Someone had suggested used gear. If you are just looking for stereo perhaps checking Craigslist in your area. Craigslist is nice because you can go audition the equipment before you purchase. Garage sales are sometimes great too. You just have to make sure the gear was well taken care of and works as it should. Speakers can also be found for pennies on the dollar as well. Just make sure the speaker surrounds are not rotted and all the drivers work on each speaker. I have found high quality separates on Craigslist and I have put really nice systems together for around $150. For example, I have a pair of Altec Lansing Model Three speakers hooked up to a Harman Kardon Citation Eleven pre and a Citation Twelve Deluxe amp.

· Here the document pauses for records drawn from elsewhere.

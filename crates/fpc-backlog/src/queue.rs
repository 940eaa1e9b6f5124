//! Append-only queue of deferred remote requests.
//!
//! The file starts with a 12-byte header of three little-endian `u32`s
//! (read offset, first processing time, last processing time). Each entry
//! after it is one line of base64-encoded JSON [`Request`].
//!
//! Appends hold an exclusive lock. A replay session marks itself in the header
//! so concurrent sessions back off, commits the offset after every delivered
//! entry and deletes the file once everything is delivered.

use std::io::SeekFrom;
use std::path::{Path, PathBuf};
use std::sync::Arc;
use std::time::{Duration, Instant};

use base64::Engine;
use base64::engine::general_purpose::STANDARD;
use fpc_storage::{Clock, FileHandle, HandleLock, LockKind, OpenMode, Storage};
use fpc_transport::{Request, Response, ResponseStatus, Transport};

use crate::BacklogError;

const QUEUE_FILE: &str = "backlog.queue";
const HEADER_LEN: u64 = 12;
const REPEAT_HEADER: &str = "x-nitro-repeat";
const APPEND_ATTEMPTS: u32 = 3;

/// Seconds a replay may stay unfinished before it fails for good.
pub const REPLAY_TTL: u64 = 3600;

/// The fixed header in front of the entries.
#[derive(Debug, Clone, Copy, Default, PartialEq, Eq)]
pub struct BacklogHeader {
    /// Byte position just past the last delivered entry. 0 means none.
    pub offset: u32,
    /// When the first unfinished replay started.
    pub first_processing: u32,
    /// When the replay in progress started. 0 when none is running.
    pub last_processing: u32,
}

impl BacklogHeader {
    #[must_use]
    pub fn to_bytes(self) -> [u8; 12] {
        let mut raw = [0u8; 12];
        raw[0..4].copy_from_slice(&self.offset.to_le_bytes());
        raw[4..8].copy_from_slice(&self.first_processing.to_le_bytes());
        raw[8..12].copy_from_slice(&self.last_processing.to_le_bytes());
        raw
    }

    /// Decode a header. Missing bytes read as zero.
    #[must_use]
    pub fn from_bytes(raw: &[u8]) -> Self {
        Self {
            offset: field(raw, 0),
            first_processing: field(raw, 1),
            last_processing: field(raw, 2),
        }
    }

    fn entries_start(self) -> u64 {
        u64::from(self.offset).max(HEADER_LEN)
    }
}

fn field(raw: &[u8], index: usize) -> u32 {
    raw.get(index * 4..index * 4 + 4)
        .and_then(|b| <[u8; 4]>::try_from(b).ok())
        .map_or(0, u32::from_le_bytes)
}

enum EntryOutcome {
    Delivered,
    Failed,
}

/// The backlog queue of one installation.
pub struct Backlog {
    storage: Arc<dyn Storage>,
    clock: Arc<dyn Clock>,
    path: PathBuf,
    enabled: bool,
}

impl Backlog {
    pub fn new(storage: Arc<dyn Storage>, clock: Arc<dyn Clock>) -> Self {
        Self {
            storage,
            clock,
            path: PathBuf::from(QUEUE_FILE),
            enabled: true,
        }
    }

    /// Turn the queue off. A disabled queue drops appends, never replays and
    /// reports that it does not exist.
    #[must_use]
    pub fn with_enabled(mut self, enabled: bool) -> Self {
        self.enabled = enabled;
        self
    }

    #[must_use]
    pub fn is_enabled(&self) -> bool {
        self.enabled
    }

    #[must_use]
    pub fn path(&self) -> &Path {
        &self.path
    }

    /// Whether undelivered entries are waiting.
    #[must_use]
    pub fn exists(&self) -> bool {
        self.enabled && self.storage.exists(&self.path)
    }

    pub fn delete(&self) -> Result<(), BacklogError> {
        self.storage.delete(&self.path)?;
        tracing::info!(path = %self.path.display(), "Deleted backlog");
        Ok(())
    }

    /// Queue `request` for later delivery.
    pub fn append(&self, request: &Request) -> Result<(), BacklogError> {
        if !self.enabled {
            return Ok(());
        }
        let line = STANDARD.encode(serde_json::to_vec(request)?);

        for _ in 0..APPEND_ATTEMPTS {
            let mut handle = self.storage.open(&self.path, OpenMode::ReadWrite)?;
            let written = {
                let mut locked = HandleLock::acquire(handle.as_mut(), LockKind::Exclusive)?;
                // A drained replay unlinks the file while we wait for the lock.
                if self.storage.exists(&self.path) {
                    load_header(&mut *locked)?;
                    locked.seek(SeekFrom::End(0))?;
                    locked.write(line.as_bytes())?;
                    locked.write(b"\n")?;
                    locked.flush()?;
                    true
                } else {
                    false
                }
            };
            handle.close()?;

            if written {
                tracing::debug!(path = %request.path, method = %request.method, "Appended request to backlog");
                return Ok(());
            }
            tracing::debug!(path = %self.path.display(), "Backlog file removed before append, reopening");
        }
        Err(BacklogError::Contended {
            attempts: APPEND_ATTEMPTS,
        })
    }

    /// Deliver queued entries through `transport` for at most `time_limit`.
    ///
    /// Returns `Ok(true)` when the queue is empty afterwards (the file is then
    /// deleted) and `Ok(false)` when entries remain, another replay started
    /// less than `time_limit` ago, or the queue is disabled. Fails with
    /// [`BacklogError::ReplayTimeout`] once replays have been unfinished for
    /// longer than [`REPLAY_TTL`].
    pub fn replay(&self, time_limit: Duration, transport: &dyn Transport) -> Result<bool, BacklogError> {
        if !self.enabled {
            return Ok(false);
        }
        if !self.storage.exists(&self.path) {
            return Ok(true);
        }

        let started = Instant::now();
        let mut handle = self.storage.open(&self.path, OpenMode::ReadWrite)?;
        let Some(header) = self.acquire(handle.as_mut(), time_limit)? else {
            handle.close()?;
            tracing::debug!("Backlog replay already in progress");
            return Ok(false);
        };

        let now = self.now();
        if now.saturating_sub(header.first_processing) > u32::try_from(REPLAY_TTL).unwrap_or(u32::MAX) {
            self.release(handle.as_mut())?;
            handle.close()?;
            tracing::warn!(first_processing = header.first_processing, "Backlog replay exceeded its lifetime");
            return Err(BacklogError::ReplayTimeout { ttl: REPLAY_TTL });
        }

        let delivered = self.deliver(handle.as_mut(), header, started, time_limit, transport);
        let count = match delivered {
            Ok(count) => count,
            Err(e) => {
                self.release(handle.as_mut())?;
                handle.close()?;
                return Err(e);
            }
        };
        tracing::info!(count, "Replayed backlog entries");

        let drained = {
            let mut locked = HandleLock::acquire(handle.as_mut(), LockKind::Exclusive)?;
            let header = load_header(&mut *locked)?;
            let len = locked.seek(SeekFrom::End(0))?;
            let drained = header.entries_start() >= len;
            if drained {
                self.storage.delete(&self.path)?;
            }
            drained
        };
        if drained {
            handle.close()?;
            tracing::info!(path = %self.path.display(), "Backlog drained");
            return Ok(true);
        }
        self.release(handle.as_mut())?;
        handle.close()?;
        Ok(false)
    }

    /// Rewind the read offset so every entry is delivered again.
    pub fn reset_offset(&self) -> Result<(), BacklogError> {
        self.update_header(|header| header.offset = 0)
    }

    /// The stored header, if the queue file exists.
    pub fn header(&self) -> Result<Option<BacklogHeader>, BacklogError> {
        if !self.storage.exists(&self.path) {
            return Ok(None);
        }
        let raw = self.storage.read(&self.path)?;
        Ok(Some(BacklogHeader::from_bytes(&raw)))
    }

    /// Every entry not yet delivered, oldest first.
    pub fn entries(&self) -> Result<Vec<Request>, BacklogError> {
        let Some(header) = self.header()? else {
            return Ok(Vec::new());
        };
        let raw = self.storage.read(&self.path)?;
        let start = usize::try_from(header.entries_start()).unwrap_or(usize::MAX);
        raw.get(start..)
            .unwrap_or_default()
            .split(|b| *b == b'\n')
            .filter(|line| !line.is_empty())
            .map(decode_entry)
            .collect()
    }

    fn now(&self) -> u32 {
        u32::try_from(self.clock.now()).unwrap_or(u32::MAX)
    }

    /// Claim the queue for a replay session. `None` when a session started
    /// within `time_limit`.
    fn acquire(
        &self,
        handle: &mut dyn FileHandle,
        time_limit: Duration,
    ) -> Result<Option<BacklogHeader>, BacklogError> {
        let mut locked = HandleLock::acquire(handle, LockKind::Exclusive)?;
        let mut header = load_header(&mut *locked)?;
        let now = self.now();
        let limit = u32::try_from(time_limit.as_secs()).unwrap_or(u32::MAX);
        if now.saturating_sub(header.last_processing) <= limit {
            return Ok(None);
        }

        header.last_processing = now;
        if header.first_processing == 0 {
            header.first_processing = now;
        }
        store_header(&mut *locked, header)?;
        Ok(Some(header))
    }

    fn release(&self, handle: &mut dyn FileHandle) -> Result<(), BacklogError> {
        let mut locked = HandleLock::acquire(handle, LockKind::Exclusive)?;
        let mut header = load_header(&mut *locked)?;
        header.last_processing = 0;
        store_header(&mut *locked, header)?;
        Ok(())
    }

    fn update_header(&self, update: impl FnOnce(&mut BacklogHeader)) -> Result<(), BacklogError> {
        if !self.storage.exists(&self.path) {
            return Ok(());
        }
        let mut handle = self.storage.open(&self.path, OpenMode::ReadWrite)?;
        {
            let mut locked = HandleLock::acquire(handle.as_mut(), LockKind::Exclusive)?;
            let mut header = load_header(&mut *locked)?;
            update(&mut header);
            store_header(&mut *locked, header)?;
        }
        handle.close()?;
        Ok(())
    }

    /// Send entries from the committed offset until one fails, the queue ends
    /// or time runs out. Returns how many were delivered.
    fn deliver(
        &self,
        handle: &mut dyn FileHandle,
        header: BacklogHeader,
        started: Instant,
        time_limit: Duration,
        transport: &dyn Transport,
    ) -> Result<usize, BacklogError> {
        handle.seek(SeekFrom::Start(header.entries_start()))?;
        let mut delivered = 0;

        while started.elapsed() < time_limit {
            let Some(line) = handle.read_line()? else {
                break;
            };
            if line.is_empty() {
                continue;
            }
            let request = match decode_entry(&line) {
                Ok(request) => request,
                Err(e) => {
                    tracing::warn!(error = %e, "Stopping replay at undecodable backlog entry");
                    break;
                }
            };

            let remaining = time_limit.saturating_sub(started.elapsed());
            match replay_entry(&request, remaining, transport) {
                EntryOutcome::Delivered => {
                    let end = handle.tell()?;
                    let mut locked = HandleLock::acquire(&mut *handle, LockKind::Exclusive)?;
                    let mut current = load_header(&mut *locked)?;
                    current.offset = u32::try_from(end).unwrap_or(u32::MAX);
                    store_header(&mut *locked, current)?;
                    delivered += 1;
                }
                EntryOutcome::Failed => break,
            }
        }
        Ok(delivered)
    }
}

/// Send one entry, repeating it while the service asks for repeats.
fn replay_entry(request: &Request, time_limit: Duration, transport: &dyn Transport) -> EntryOutcome {
    let started = Instant::now();
    let mut response = match transport.send(request) {
        Ok(response) => response,
        Err(e) => {
            tracing::warn!(path = %request.path, error = %e, "Backlog entry failed");
            return EntryOutcome::Failed;
        }
    };

    while wants_repeat(&response) {
        if started.elapsed() >= time_limit {
            tracing::debug!(path = %request.path, "Out of time while repeating backlog entry");
            return EntryOutcome::Failed;
        }
        response = match transport.replay(request) {
            Ok(response) if response.status() == ResponseStatus::Ok => response,
            Ok(response) => {
                tracing::warn!(path = %request.path, code = response.code, "Backlog entry repeat rejected");
                return EntryOutcome::Failed;
            }
            Err(e) => {
                tracing::warn!(path = %request.path, error = %e, "Backlog entry repeat failed");
                return EntryOutcome::Failed;
            }
        };
    }

    if response.status() == ResponseStatus::Ok {
        EntryOutcome::Delivered
    } else {
        tracing::warn!(path = %request.path, code = response.code, "Backlog entry rejected");
        EntryOutcome::Failed
    }
}

fn wants_repeat(response: &Response) -> bool {
    response.status() == ResponseStatus::Ok
        && response
            .header(REPEAT_HEADER)
            .is_some_and(|v| !v.is_empty() && v != "0")
}

fn decode_entry(line: &[u8]) -> Result<Request, BacklogError> {
    let json = STANDARD
        .decode(line.trim_ascii())
        .map_err(|e| BacklogError::Entry(e.to_string()))?;
    Ok(serde_json::from_slice(&json)?)
}

/// Read the header, writing an empty one when the file is too short to hold
/// it. Keeps the position.
fn load_header(handle: &mut dyn FileHandle) -> Result<BacklogHeader, BacklogError> {
    let pos = handle.tell()?;
    let len = handle.seek(SeekFrom::End(0))?;
    if len < HEADER_LEN {
        handle.seek(SeekFrom::Start(pos))?;
        let header = BacklogHeader::default();
        store_header(handle, header)?;
        return Ok(header);
    }
    handle.seek(SeekFrom::Start(0))?;
    let raw = handle.read(12)?;
    handle.seek(SeekFrom::Start(pos))?;
    Ok(BacklogHeader::from_bytes(&raw))
}

/// Overwrite the header in place. Keeps the position.
fn store_header(handle: &mut dyn FileHandle, header: BacklogHeader) -> Result<(), BacklogError> {
    let pos = handle.tell()?;
    handle.seek(SeekFrom::Start(0))?;
    handle.write(&header.to_bytes())?;
    handle.flush()?;
    handle.seek(SeekFrom::Start(pos))?;
    Ok(())
}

I bought it all at a garage sale from an elderly gentleman who had it in a nice case. The amp and pre-amp are in the original optional wood case that was sold separately. He bought the stuff new and from the looks of it, really took good care of it. I paid $150 for it all and have had it for 4 years to run my turntable and cassette decks with. The controls are not scratchy and everything works. For way under your budget, you can go this route with a bit of hunting.

In any case I wish you the best of luck on whatever you choose. Your entering a fantastic place that may bring years of enjoyment. Bravo on asking the right questions as you may find some great advice from others who have taken the journey.

Good luck,

Greedy


----------